Enable the use of libcufile #293

mgorny · 2024-11-22T19:10:35Z

Checklist

Used a personal fork of the feedstock to propose changes
Bumped the build number (if the version is unchanged)
Reset the build number to 0 (if the version changed)
Re-rendered with the latest conda-smithy (Use the phrase @conda-forge-admin, please rerender in a comment in this PR for automated rerendering)
Ensured the license file is being packaged.

Fixes #257

…nda-forge-pinning 2024.11.22.09.17.35

conda-forge-admin · 2024-11-22T19:11:59Z

Hi! This is the friendly automated conda-forge-linting service.

I just wanted to let you know that I linted all conda-recipes in your PR (recipe/meta.yaml) and found it was in an excellent condition.

I do have some suggestions for making it better though...

For recipe/meta.yaml:

ℹ️ The recipe is not parsable by parser conda-souschef (grayskull). Your recipe may not receive automatic updates and/or may not be compatible with conda-forge's infrastructure. Please check the logs for more information and ensure your recipe can be parsed.
ℹ️ The recipe is not parsable by parser conda-recipe-manager. Your recipe may not receive automatic updates and/or may not be compatible with conda-forge's infrastructure. Please check the logs for more information and ensure your recipe can be parsed.
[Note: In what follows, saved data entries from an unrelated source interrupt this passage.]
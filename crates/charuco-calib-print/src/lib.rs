//! Printable ChArUco boards.
//!
//! [`render_board_page`] lays a board out on a physical page (the board
//! configuration's `board_size_x/y` in millimetres) and [`write_png`]
//! stores it as 8-bit grayscale with the print resolution embedded.
//! [`board_intensity`] exposes the ideal board pattern for synthetic
//! rendering.

mod render;

use charuco_calib_core::GrayImage;
use std::fs::File;
use std::io::BufWriter;
use std::path::{Path, PathBuf};

pub use render::{
    board_intensity, render_board, render_board_page, BoardRaster, RenderParams,
    MARKER_BORDER_BITS,
};

#[derive(thiserror::Error, Debug)]
pub enum PrintError {
    #[error("resolution must be finite and > 0, got {0}")]
    InvalidResolution(f64),
    #[error("page {width} x {height} leaves no room inside the margins")]
    PageTooSmall { width: f64, height: f64 },
    #[error("failed to write {path}: {source}")]
    Io {
        path: PathBuf,
        #[source]
        source: std::io::Error,
    },
    #[error(transparent)]
    Png(#[from] png::EncodingError),
}

/// Write a grayscale image as PNG; `pixels_per_mm` is stored as the pHYs
/// resolution when given.
pub fn write_png(
    image: &GrayImage,
    path: impl AsRef<Path>,
    pixels_per_mm: Option<f64>,
) -> Result<(), PrintError> {
    let path = path.as_ref();
    let file = File::create(path).map_err(|source| PrintError::Io {
        path: path.to_path_buf(),
        source,
    })?;
    let mut encoder = png::Encoder::new(
        BufWriter::new(file),
        image.width as u32,
        image.height as u32,
    );
    encoder.set_color(png::ColorType::Grayscale);
    encoder.set_depth(png::BitDepth::Eight);
    if let Some(ppmm) = pixels_per_mm.filter(|v| v.is_finite() && *v > 0.0) {
        let ppm = (ppmm * 1000.0).round() as u32;
        encoder.set_pixel_dims(Some(png::PixelDimensions {
            xppu: ppm,
            yppu: ppm,
            unit: png::Unit::Meter,
        }));
    }
    let mut writer = encoder.write_header()?;
    writer.write_image_data(&image.data)?;
    writer.finish()?;
    log::info!("wrote {} ({}x{})", path.display(), image.width, image.height);
    Ok(())
}
//! Frame selection for calibration.
//!
//! Consecutive frames of a capture are strongly correlated, so only every
//! `interval`-th marker-bearing frame is kept. The counter only advances on
//! frames that contain at least one marker; it is read before it advances,
//! so the first such frame is always eligible.

use serde::{Deserialize, Serialize};

#[derive(Clone, Copy, Debug, PartialEq, Eq, Serialize, Deserialize)]
#[serde(default)]
pub struct DecimationParams {
    /// Keep one in `interval` marker-bearing frames (`0` behaves like `1`).
    pub interval: usize,
    /// Minimum interpolated corners for a frame to be usable.
    pub min_corners: usize,
}

impl Default for DecimationParams {
    fn default() -> Self {
        Self {
            interval: 2,
            min_corners: 6,
        }
    }
}

/// Outcome for one frame.
#[derive(Clone, Copy, Debug, PartialEq, Eq, Serialize, Deserialize)]
#[serde(tag = "verdict", rename_all = "snake_case")]
pub enum FrameVerdict {
    Accepted,
    /// No marker was detected; the counter did not advance.
    NoMarkers,
    /// Too few corners; the counter still advanced.
    InsufficientCorners { found: usize, required: usize },
    /// Enough corners, but the frame fell between decimation steps.
    Decimated,
}

impl FrameVerdict {
    pub fn is_accepted(&self) -> bool {
        matches!(self, FrameVerdict::Accepted)
    }
}

/// Stateful filter; feed frames in capture order.
#[derive(Clone, Debug)]
pub struct DecimationFilter {
    params: DecimationParams,
    counter: usize,
}

impl DecimationFilter {
    pub fn new(params: DecimationParams) -> Self {
        Self { params, counter: 0 }
    }

    pub fn params(&self) -> DecimationParams {
        self.params
    }

    /// Marker-bearing frames seen so far.
    pub fn counter(&self) -> usize {
        self.counter
    }

    /// Classify the next frame from its marker and corner counts.
    pub fn admit(&mut self, markers: usize, corners: usize) -> FrameVerdict {
        if markers == 0 {
            return FrameVerdict::NoMarkers;
        }
        let slot = self.counter;
        self.counter += 1;

        if corners < self.params.min_corners {
            return FrameVerdict::InsufficientCorners {
                found: corners,
                required: self.params.min_corners,
            };
        }
        if slot % self.params.interval.max(1) != 0 {
            return FrameVerdict::Decimated;
        }
        FrameVerdict::Accepted
    }
}

#[cfg(test)]
mod tests {
    use super::*;

    fn accepted(params: DecimationParams, frames: &[(usize, usize)]) -> usize {
        let mut f = DecimationFilter::new(params);
        frames
            .iter()
            .filter(|&&(m, c)| f.admit(m, c).is_accepted())
            .count()
    }

    #[test]
    fn fifteen_frames_interval_two_keep_eight() {
        let frames = vec![(10, 24); 15];
        assert_eq!(accepted(DecimationParams::default(), &frames), 8);
    }

    #[test]
    fn interval_one_keeps_everything() {
        let frames = vec![(3, 7); 9];
        let params = DecimationParams {
            interval: 1,
            ..DecimationParams::default()
        };
        assert_eq!(accepted(params, &frames), 9);
    }

    #[test]
    fn markerless_frames_do_not_advance_counter() {
        let mut f = DecimationFilter::new(DecimationParams::default());
        assert_eq!(f.admit(0, 0), FrameVerdict::NoMarkers);
        assert_eq!(f.counter(), 0);
        assert_eq!(f.admit(4, 12), FrameVerdict::Accepted);
        assert_eq!(f.admit(0, 0), FrameVerdict::NoMarkers);
        assert_eq!(f.admit(4, 12), FrameVerdict::Decimated);
        assert_eq!(f.admit(4, 12), FrameVerdict::Accepted);
    }

    #[test]
    fn corner_poor_frames_still_advance_counter() {
        let mut f = DecimationFilter::new(DecimationParams::default());
        assert_eq!(
            f.admit(2, 5),
            FrameVerdict::InsufficientCorners {
                found: 5,
                required: 6
            }
        );
        assert_eq!(f.counter(), 1);
        // slot 1 is odd: decimated even though it is corner-rich
        assert_eq!(f.admit(2, 6), FrameVerdict::Decimated);
        assert_eq!(f.admit(2, 6), FrameVerdict::Accepted);
    }

    #[test]
    fn retained_count_is_ceiling_of_ratio() {
        for n in 0..20usize {
            for k in 1..5usize {
                let frames = vec![(1, 10); n];
                let params = DecimationParams {
                    interval: k,
                    min_corners: 6,
                };
                assert_eq!(accepted(params, &frames), n.div_ceil(k), "n={n} k={k}");
            }
        }
    }
}
//! Connected components, outer boundary tracing and polygon approximation.

use nalgebra::Point2;

/// Moore neighbourhood, clockwise in image coordinates (y down).
const DIRS_8: [(i32, i32); 8] = [
    (1, 0),   // E
    (1, 1),   // SE
    (0, 1),   // S
    (-1, 1),  // SW
    (-1, 0),  // W
    (-1, -1), // NW
    (0, -1),  // N
    (1, -1),  // NE
];

/// One 4-connected foreground component.
#[derive(Clone, Copy, Debug)]
pub(crate) struct Component {
    pub label: u32,
    pub area: usize,
    /// First pixel in raster order; always on the outer boundary.
    pub start: (i32, i32),
    /// `[x0, y0, x1, y1]`, inclusive.
    pub bbox: [i32; 4],
}

/// Label 4-connected foreground regions. Label `0` is background.
pub(crate) fn label_components(mask: &[bool], w: usize, h: usize) -> (Vec<u32>, Vec<Component>) {
    let mut labels = vec![0u32; w * h];
    let mut comps = Vec::new();
    let mut stack = Vec::new();

    for y0 in 0..h {
        for x0 in 0..w {
            let idx0 = y0 * w + x0;
            if !mask[idx0] || labels[idx0] != 0 {
                continue;
            }
            let label = comps.len() as u32 + 1;
            labels[idx0] = label;
            stack.push((x0, y0));
            let mut comp = Component {
                label,
                area: 0,
                start: (x0 as i32, y0 as i32),
                bbox: [x0 as i32, y0 as i32, x0 as i32, y0 as i32],
            };

            while let Some((x, y)) = stack.pop() {
                comp.area += 1;
                comp.bbox[0] = comp.bbox[0].min(x as i32);
                comp.bbox[1] = comp.bbox[1].min(y as i32);
                comp.bbox[2] = comp.bbox[2].max(x as i32);
                comp.bbox[3] = comp.bbox[3].max(y as i32);

                let mut visit = |nx: usize, ny: usize| {
                    let n = ny * w + nx;
                    if mask[n] && labels[n] == 0 {
                        labels[n] = label;
                        stack.push((nx, ny));
                    }
                };
                if x > 0 {
                    visit(x - 1, y);
                }
                if x + 1 < w {
                    visit(x + 1, y);
                }
                if y > 0 {
                    visit(x, y - 1);
                }
                if y + 1 < h {
                    visit(x, y + 1);
                }
            }
            comps.push(comp);
        }
    }

    (labels, comps)
}

/// Trace the outer boundary of the component `label` starting at its
/// raster-first pixel.
///
/// Each boundary pixel appears once per visit; the trace ends when the
/// start pixel is about to be left towards the same neighbour as on the
/// first step, so it closes regardless of the direction it re-enters from.
pub(crate) fn trace_outer_boundary(
    labels: &[u32],
    w: usize,
    h: usize,
    label: u32,
    start: (i32, i32),
) -> Vec<(i32, i32)> {
    let (wi, hi) = (w as i32, h as i32);
    let inside = |x: i32, y: i32| {
        x >= 0 && y >= 0 && x < wi && y < hi && labels[(y * wi + x) as usize] == label
    };
    // clockwise search from the neighbour after the last known background one
    let step = |(x, y): (i32, i32), back: usize| {
        (1..=8).map(|s| (back + s) % 8).find_map(|k| {
            let next = (x + DIRS_8[k].0, y + DIRS_8[k].1);
            inside(next.0, next.1).then_some((next, k))
        })
    };

    let mut contour = Vec::new();
    let mut current = start;
    // nothing lies west of the raster-first pixel
    let mut back = 4usize;
    let mut first_step = None;
    let max_steps = (w * h).saturating_mul(4).max(32);

    for _ in 0..max_steps {
        let Some((next, k)) = step(current, back) else {
            // isolated pixel
            contour.push(current);
            break;
        };
        if current == start {
            match first_step {
                None => first_step = Some(next),
                Some(first) if first == next => break,
                Some(_) => {}
            }
        }
        contour.push(current);
        // the neighbour checked just before `k`, seen from `next`
        back = if k % 2 == 0 { (k + 6) % 8 } else { (k + 5) % 8 };
        current = next;
    }
    contour
}

fn point_line_distance(p: Point2<f64>, a: Point2<f64>, b: Point2<f64>) -> f64 {
    let ab = b - a;
    let len = ab.norm();
    if len < 1e-12 {
        return (p - a).norm();
    }
    (ab.x * (p.y - a.y) - ab.y * (p.x - a.x)).abs() / len
}

fn rdp(points: &[Point2<f64>], epsilon: f64, out: &mut Vec<Point2<f64>>) {
    if points.len() < 2 {
        out.extend_from_slice(points);
        return;
    }
    let first = points[0];
    let last = points[points.len() - 1];
    let mut max_dist = 0.0f64;
    let mut idx = 0usize;
    for (i, &p) in points.iter().enumerate().take(points.len() - 1).skip(1) {
        let d = point_line_distance(p, first, last);
        if d > max_dist {
            max_dist = d;
            idx = i;
        }
    }

    if max_dist > epsilon && idx > 0 {
        rdp(&points[..=idx], epsilon, out);
        out.pop();
        rdp(&points[idx..], epsilon, out);
    } else {
        out.push(first);
        out.push(last);
    }
}

/// Douglas–Peucker approximation of a closed contour.
///
/// The ring is split at the point farthest from its first point so that
/// neither half is degenerate; vertices that end up nearly collinear with
/// their neighbours are dropped afterwards.
pub(crate) fn approx_closed_polygon(contour: &[(i32, i32)], epsilon: f64) -> Vec<Point2<f64>> {
    let pts: Vec<Point2<f64>> = contour
        .iter()
        .map(|&(x, y)| Point2::new(x as f64, y as f64))
        .collect();
    if pts.len() < 4 {
        return pts;
    }

    let p0 = pts[0];
    let (far, _) = pts
        .iter()
        .enumerate()
        .map(|(i, p)| (i, (p - p0).norm_squared()))
        .fold((0usize, -1.0f64), |best, cur| if cur.1 > best.1 { cur } else { best });
    if far == 0 {
        return vec![p0];
    }

    let mut first_half = Vec::new();
    rdp(&pts[..=far], epsilon, &mut first_half);
    let mut ring: Vec<Point2<f64>> = pts[far..].to_vec();
    ring.push(p0);
    let mut second_half = Vec::new();
    rdp(&ring, epsilon, &mut second_half);

    let mut poly = first_half;
    poly.pop();
    poly.extend(second_half);
    poly.pop();
    poly.dedup();

    // drop vertices that sit on the chord of their neighbours
    let mut changed = true;
    while changed && poly.len() > 3 {
        changed = false;
        let n = poly.len();
        for i in 0..n {
            let prev = poly[(i + n - 1) % n];
            let next = poly[(i + 1) % n];
            if point_line_distance(poly[i], prev, next) <= epsilon {
                poly.remove(i);
                changed = true;
                break;
            }
        }
    }
    poly
}

/// Twice the signed area (positive for clockwise order with y down).
pub(crate) fn signed_area2(poly: &[Point2<f64>]) -> f64 {
    let n = poly.len();
    (0..n)
        .map(|i| {
            let a = poly[i];
            let b = poly[(i + 1) % n];
            a.x * b.y - b.x * a.y
        })
        .sum()
}

/// Strict convexity of a polygon in either orientation.
pub(crate) fn is_convex(poly: &[Point2<f64>]) -> bool {
    let n = poly.len();
    if n < 3 {
        return false;
    }
    let mut sign = 0.0f64;
    for i in 0..n {
        let a = poly[i];
        let b = poly[(i + 1) % n];
        let c = poly[(i + 2) % n];
        let cross = (b.x - a.x) * (c.y - b.y) - (b.y - a.y) * (c.x - b.x);
        if cross.abs() < 1e-12 {
            return false;
        }
        if sign == 0.0 {
            sign = cross.signum();
        } else if cross.signum() != sign {
            return false;
        }
    }
    true
}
_{This message was generated by GitHub Actions workflow run https://github.com/conda-forge/conda-forge-webservices/actions/runs/12050123841. Examine the logs at this URL for more detail.}

recipe/meta.yaml

jakirkham · 2024-11-23T02:37:43Z

Thanks Michał! 🙏

Had a suggestion above. Also happy to help with reviewing here

…nda-forge-pinning 2024.11.23.13.45.45

mgorny · 2024-11-23T16:48:34Z

Updated. That said, I've no clue why smithy suddenly doubled the number of configurations (but it happens without my changes too).

h-vetinari · 2024-11-23T20:16:07Z

That said, I've no clue why smithy suddenly doubled the number of configurations

We did a pretty major change to how the docker images and the stdlib interact. This means that the work-arounds in CBC are now likely causing extra configurations to appear.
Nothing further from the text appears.